July's number, by the way, set a new record.
So we are less than 1% off the record.
If you look inside the numbers you find that the fall was largely due to a 13% drop in REOs, which are the final stage of foreclosure when the bank takes the property back at the courthouse auction.
All other foreclosure notices, like defaults, bank notices or auction notices, together rose 3%, and they make up a much larger share of total filings.
That means that the pipeline is only increasing.
Housing analyst Ivy Zelman lays it out well in a report she sent me today:
"Over the past several months, we have witnessed many data points indicating stabilization and improvement in the housing market. While these data points are certainly a welcome reprieve after three long years into the housing downturn, we cannot help but focus on the elephant in the room - the ever-growing pent-up supply of foreclosures in-process... the next wave of foreclosures is not a myth, but is instead the key to the direction of the housing market over the next 6-12 months"
Zelman estimates that the foreclosure timeline has doubled "due to moratoriums, modification efforts, lenders' self-serving motivations, postponements at trustee sales and logistical delays, which are all leading to a mounting pipeline. In total, foreclosures in-process are 88% higher than the year ago, led by prime non-jumbo (up 159%) and prime jumbo (up 152%) mortgages."

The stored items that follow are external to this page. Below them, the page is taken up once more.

impl Engine {
    pub fn new(
        store: Arc<dyn TaskStore>,
        bus: EventBus,
        registry: Arc<HandlerRegistry>,
        clients: EngineClients,
        config: OrchestratorConfig,
    ) -> Self {
        let rate_budget = Arc::new(RateBudget::new(&config.rate));
        let services = ContextServices {
            broker: clients.broker,
            llm: clients.llm,
            market_data: clients.market_data,
            bus: bus.clone(),
            rate_budget: Arc::clone(&rate_budget),
        };

        let queues = QueueName::ALL
            .iter()
            .map(|&name| {
                (
                    name,
                    Arc::new(QueueRuntime::new(name, config.queue(name))),
                )
            })
            .collect();

        let (shutdown_tx, _) = watch::channel(false);

        Self {
            inner: Arc::new(EngineInner {
                store,
                bus,
                registry,
                services,
                rate_budget,
                config: RwLock::new(Arc::new(config)),
                queues,
                shutdown_tx,
                store_failed: AtomicBool::new(false),
                started: AtomicBool::new(false),
                handles: Mutex::new(Vec::new()),
            }),
        }
    }

    /// Spawn the per-queue run loops and the retention sweeper; idempotent
    pub fn start(&self) {
        if self.inner.started.swap(true, Ordering::SeqCst) {
            return;
        }
        info!("starting scheduling engine");

        let mut handles = self.inner.handles.lock();
        for queue_rt in self.inner.queues.values() {
            let inner = Arc::clone(&self.inner);
            let queue_rt = Arc::clone(queue_rt);
            let shutdown_rx = self.inner.shutdown_tx.subscribe();
            handles.push(tokio::spawn(run_loop::run_queue_loop(
                inner, queue_rt, shutdown_rx,
            )));
        }

        let inner = Arc::clone(&self.inner);
        let shutdown_rx = self.inner.shutdown_tx.subscribe();
        handles.push(tokio::spawn(retention_loop(inner, shutdown_rx)));
    }

    /// Graceful shutdown: stop the loops, cancel in-flight handlers, and
    /// wait for them to settle.
    pub async fn shutdown(&self) {
        let _ = self.inner.shutdown_tx.send(true);

        for queue_rt in self.inner.queues.values() {
            for entry in queue_rt.cancel_tokens.iter() {
                entry.value().cancel();
            }
            queue_rt.notify.notify_one();
        }

        let handles: Vec<JoinHandle<()>> = self.inner.handles.lock().drain(..).collect();
        for handle in handles {
            if tokio::time::timeout(Duration::from_secs(10), handle)
                .await
                .is_err()
            {
                warn!("engine task did not settle before shutdown deadline");
            }
        }
        info!("scheduling engine stopped");
    }

    /// Current configuration snapshot
    pub fn config(&self) -> Arc<OrchestratorConfig> {
        self.inner.config.read().clone()
    }

    /// Replace one queue's configuration; applied at the next batch boundary
    pub fn update_queue_config(&self, queue: QueueName, config: QueueConfig) {
        {
            let mut guard = self.inner.config.write();
            let mut next = (**guard).clone();
            *next.queue_mut(queue) = config;
            *guard = Arc::new(next);
        }
        self.inner.queue_rt(queue).notify.notify_one();
    }

    /// Validate and persist one task (see §admission); emits `TaskCreated`.
    pub async fn submit(&self, task: Task) -> Result<TaskId, EngineError> {
        self.submit_all(vec![task]).await.map(|mut ids| {
            debug_assert_eq!(ids.len(), 1);
            ids.remove(0)
        })
    }

    /// Validate and persist a batch that may carry internal dependencies
    pub async fn submit_all(&self, tasks: Vec<Task>) -> Result<Vec<TaskId>, EngineError> {
        let inner = &self.inner;
        if inner.store_failed.load(Ordering::SeqCst) {
            return Err(EngineError::StoreUnavailable);
        }

        // Validate the whole batch before admitting anything
        let batch_ids: std::collections::HashSet<TaskId> =
            tasks.iter().map(|t| t.id).collect();
        for task in &tasks {
            admission::validate_payload(&task.payload)?;
            if !inner.registry.has(task.queue(), task.task_type()) {
                return Err(AdmissionError::UnregisteredTaskType {
                    queue: task.queue(),
                    task_type: task.task_type().to_string(),
                }
                .into());
            }
            for dep in &task.dependencies {
                if *dep == task.id {
                    return Err(AdmissionError::CycleDetected(task.id).into());
                }
                if !batch_ids.contains(dep) && !inner.guarded_contains(*dep).await? {
                    return Err(AdmissionError::UnknownDependency {
                        task: task.id,
                        dep: *dep,
                    }
                    .into());
                }
            }
        }
        if let Some(id) = admission::detect_cycle(&tasks) {
            return Err(AdmissionError::CycleDetected(id).into());
        }

        let mut admitted = Vec::with_capacity(tasks.len());
        for mut task in tasks {
            let initial = inner.initial_state(&task, &batch_ids).await?;
            task.state = initial;
            if initial == TaskState::Cancelled {
                task.completed_at = Some(Utc::now());
                task.cancel_reason = Some("dependency_failed".into());
                task.error = Some(TaskError::dependency_failed(
                    "dependency already failed at admission",
                ));
            }

            let stored = task.clone();
            let result = inner
                .guarded(
                    "admit",
                    with_store_retry("admit", || inner.store.admit(&stored)),
                )
                .await;
            match result {
                Ok(()) => {}
                Err(StoreError::AlreadyExists(id)) => {
                    return Err(AdmissionError::AlreadyExists(id).into())
                }
                Err(err) => return Err(err.into()),
            }

            inner
                .emit(
                    Event::new(
                        EventKind::TaskCreated,
                        format!("engine.{}", task.queue()),
                        json!({
                            "task_id": task.id,
                            "queue": task.queue().as_str(),
                            "task_type": task.task_type(),
                            "priority": task.priority.get(),
                        }),
                    )
                    .with_correlation(task.correlation_id),
                )
                .await;

            if initial == TaskState::Cancelled {
                inner
                    .emit_task_failed(&task, "dependency_failed", "dependency already failed")
                    .await;
            }

            inner.queue_rt(task.queue()).notify.notify_one();
            admitted.push(task.id);
        }

        Ok(admitted)
    }

    /// Cancel a task
    ///
    /// Pending/Ready tasks transition immediately; Running tasks get their
    /// cancellation signal and are settled by the execution wrapper within
    /// the configured grace.
    pub async fn cancel(&self, id: TaskId, reason: &str) -> Result<(), EngineError> {
        let inner = &self.inner;
        let task = inner.store.get(id).await?;

        match task.state {
            TaskState::Pending | TaskState::Ready => {
                let patch = TransitionPatch::new()
                    .with_completed_at(Utc::now())
                    .with_cancel_reason(reason)
                    .with_error(TaskError::cancelled(reason));
                match inner
                    .store
                    .transition(id, task.state, TaskState::Cancelled, patch)
                    .await
                {
                    Ok(cancelled) => {
                        inner.emit_task_failed(&cancelled, "cancelled", reason).await;
                        inner.cascade_dependents(id).await;
                        inner.queue_rt(task.queue()).notify.notify_one();
                    }
                    Err(StoreError::StaleState { .. }) => {
                        debug!(%id, "cancel lost the race; task moved on");
                    }
                    Err(err) => return Err(err.into()),
                }
            }
            TaskState::Running => {
                if let Some(token) = inner.queue_rt(task.queue()).cancel_tokens.get(&id) {
                    token.cancel();
                }
            }
            // Terminal states are final; cancelling them is a no-op
            _ => {}
        }
        Ok(())
    }

    /// Park a queue's run loop; Submits continue to persist
    pub async fn pause_queue(&self, queue: QueueName) {
        self.inner.queue_rt(queue).paused.store(true, Ordering::SeqCst);
        self.inner
            .emit(Event::new(
                EventKind::QueuePaused,
                format!("engine.{queue}"),
                json!({ "queue": queue.as_str() }),
            ))
            .await;
    }

    /// Resume a paused queue
    pub async fn resume_queue(&self, queue: QueueName) {
        let rt = self.inner.queue_rt(queue);
        rt.paused.store(false, Ordering::SeqCst);
        rt.notify.notify_one();
        self.inner
            .emit(Event::new(
                EventKind::QueueResumed,
                format!("engine.{queue}"),
                json!({ "queue": queue.as_str() }),
            ))
            .await;
    }

    /// Cancel every non-terminal task and pause all queues
    pub async fn emergency_stop(&self) -> Result<(), EngineError> {
        let inner = &self.inner;
        warn!("emergency stop requested");

        for &queue in QueueName::ALL.iter() {
            self.pause_queue(queue).await;
        }
        inner
            .emit(Event::new(
                EventKind::EmergencyStop,
                "engine",
                json!({}),
            ))
            .await;

        let tasks = inner.store.list_non_terminal().await?;
        for task in tasks {
            match task.state {
                TaskState::Running => {
                    if let Some(token) =
                        inner.queue_rt(task.queue()).cancel_tokens.get(&task.id)
                    {
                        token.cancel();
                    }
                }
                state @ (TaskState::Pending | TaskState::Ready) => {
                    let patch = TransitionPatch::new()
                        .with_completed_at(Utc::now())
                        .with_cancel_reason("emergency_stop")
                        .with_error(TaskError::cancelled("emergency stop"));
                    match inner
                        .store
                        .transition(task.id, state, TaskState::Cancelled, patch)
                        .await
                    {
                        Ok(cancelled) => {
                            inner
                                .emit_task_failed(&cancelled, "cancelled", "emergency stop")
                                .await;
                        }
                        Err(StoreError::StaleState { .. }) => {}
                        Err(err) => return Err(err.into()),
                    }
                }
                _ => {}
            }
        }
        Ok(())
    }

    /// Delete all Completed tasks immediately (terminal failures keep their
    /// normal retention).
    pub async fn clear_completed(&self) -> Result<u64, EngineError> {
        let retention = RetentionConfig {
            completed: Duration::ZERO,
            failed: Duration::from_secs(100 * 365 * 24 * 3600),
        };
        Ok(self.inner.store.retain(&retention, Utc::now()).await?)
    }

    /// Point-in-time status for one queue
    pub async fn queue_status(&self, queue: QueueName) -> Result<QueueStatusSnapshot, EngineError> {
        let inner = &self.inner;
        let rt = inner.queue_rt(queue);
        let config = inner.config.read().clone();
        let counts = inner.store.counts_by_state(queue).await?;
        let oldest_pending = inner.store.oldest_pending_age(queue, Utc::now()).await?;

        Ok(QueueStatusSnapshot {
            queue,
            enabled: config.queue(queue).enabled,
            paused: rt.paused.load(Ordering::SeqCst),
            in_flight: rt.in_flight.load(Ordering::SeqCst),
            max_concurrent: config.queue(queue).max_concurrent,
            counts,
            circuit: rt.breaker.state(),
            handler_unresponsive: rt.handler_unresponsive.load(Ordering::SeqCst),
            oldest_pending,
        })
    }

    /// Task history for the control API
    pub async fn task(&self, id: TaskId) -> Result<Task, EngineError> {
        Ok(self.inner.store.get(id).await?)
    }
}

Treasury Secretary Timothy Geithner said it himself today, "the foreclosure problem is going to last a long time." According to Treasury's own report, banks participating in the administration's loan modification program have only made offers to 12% of eligible borrowers. The treasury report listed, bank by bank, who was doing what, and Geithner claims, "I am quite confident that will produce much much faster modifications more quickly because institutions do not want to live with the consequences of being so far behind the curve." I'm not so sure about that, especially when no one big bank is doing any better than another.
All of this adds to banking analyst Meredith Whitney's contention that home prices could fall much further than they already have. "No bank underwrote a loan with ten percent unemployment," she said on Squawk Box. "There's no doubt that hoe prices go down dramatically from here, it's just a question of when."
I believe we will see another dip in housing this fall, despite all the claims that four months of rising home prices mean we're at bottom. As Whitney notes in her own report, "seasonally, prices improved from the months of January to May in each of the last three years when home prices have been in decline."
I've said it over and over. You can't look at month to month price comparisons. You have to look year over year. When I see a year over year improvement, I'll change my tune.
Questions? Comments?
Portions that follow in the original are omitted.